Lei è un personaggio pubblico. Che cosa sono costrette a subire le donne sieropositive che vivono più in ombra?
“La prima difficoltà è legata alla maternità. Mentre in passato la donna sieropositiva veniva legata all’immagine di una tossicodipendente, quindi senza progetti di vita, oggi tutto è cambiato. Le donne sieropositive hanno età diverse, spesso sono eterosessuali e c’è il caso che vogliano un giorno diventare mamme. Quando vengono prese in carico, il loro sogno andrebbe preso in considerazione: i trattamenti farmacologici devono essere strategici, non ridurre per esempio la capacità ovarica, essere compatibili con una gravidanza. Queste donne andrebbero sottoposte a visite ginecologiche accurate. La donna con l’Hiv è una donna, non è un virus”.
Qual è il rischio che la mamma sieropositiva trasmetta al feto il virus?
“Meno dell’1% se è seguita adeguatamente.

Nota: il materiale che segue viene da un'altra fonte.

use std::path::Path;

use arcadia_evaluator::{network::FeedForwardNetwork, snake_features::SnakeFeatureSet};
use chrono::{DateTime, Utc};
use serde::{Deserialize, Serialize};

use crate::util;

/// A trained snake policy as written by `train-snake`.
#[derive(Debug, Clone, Deserialize, Serialize)]
pub(crate) struct SnakeModel {
    pub name: String,
    pub trained_at: DateTime<Utc>,
    pub final_fitness: f32,
    pub best_score: u32,
    pub feature_set: SnakeFeatureSet,
    pub network: FeedForwardNetwork,
}

impl SnakeModel {
    pub fn open<P>(path: P) -> anyhow::Result<Self>
    where
        P: AsRef<Path>,
    {
        let path = path.as_ref();
        let model: Self = util::read_json_file("snake model", path)?;
        let inputs = model.network.layout().inputs;
        let expected = model.feature_set.dimension();
        anyhow::ensure!(
            inputs == expected,
            "Model {} expects {inputs} inputs but its {:?} features produce {expected}",
            path.display(),
            model.feature_set,
        );
        Ok(model)
    }
}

La placenta fa da barriera. Diverso il discorso per i rapporti sessuali, che devono essere sempre protetti. La strada per la genitorialità, omosessuale o eterosessuale che sia, passa per la fecondazione assistita. In Italia la legge 40 è stata modificata in modo da prevedere la gratuità dell’accesso alla Pma anche a chi è sieropositivo”.
La donna con l’Hiv non rischia l’isolamento, anche affettivo?
“Lo rischiava più in passato, quando alcuni farmaci causavano lipodistrofia, andando a modificare in maniera pesante il corpo: molte donne si sono ritrovate con gli arti molto sottili e il tronco adiposo. La nostra indicazione è che non si faccia più uso di quei medicinali a priori, a meno che non ci sia un pericolo di vita. Fare una scelta terapeutica che trasforma radicalmente e in peggio il corpo femminile significa condannare la donna alla depressione e alla morte della sua vita affettiva e sessuale”.
E sul fronte del lavoro?
“Questo è un problema che riguarda uomini e donne alla pari. Un datore di lavoro può chiedere ad una persona che sta per assumere o ad un dipendente il test dell’Hiv. Ma non può evitare di assumere o licenziare in base al risultato. Il che suona abbastanza paradossale. Noi abbiamo fatto sottoscrivere a diversi Ministeri una delibera che verrà inviata ai medici del lavoro: è un richiamo alla norma. La sieropositività non può essere un fattore discriminante, almeno per certe occupazioni: se fai la cassiera o il meccanico, il discorso non regge”.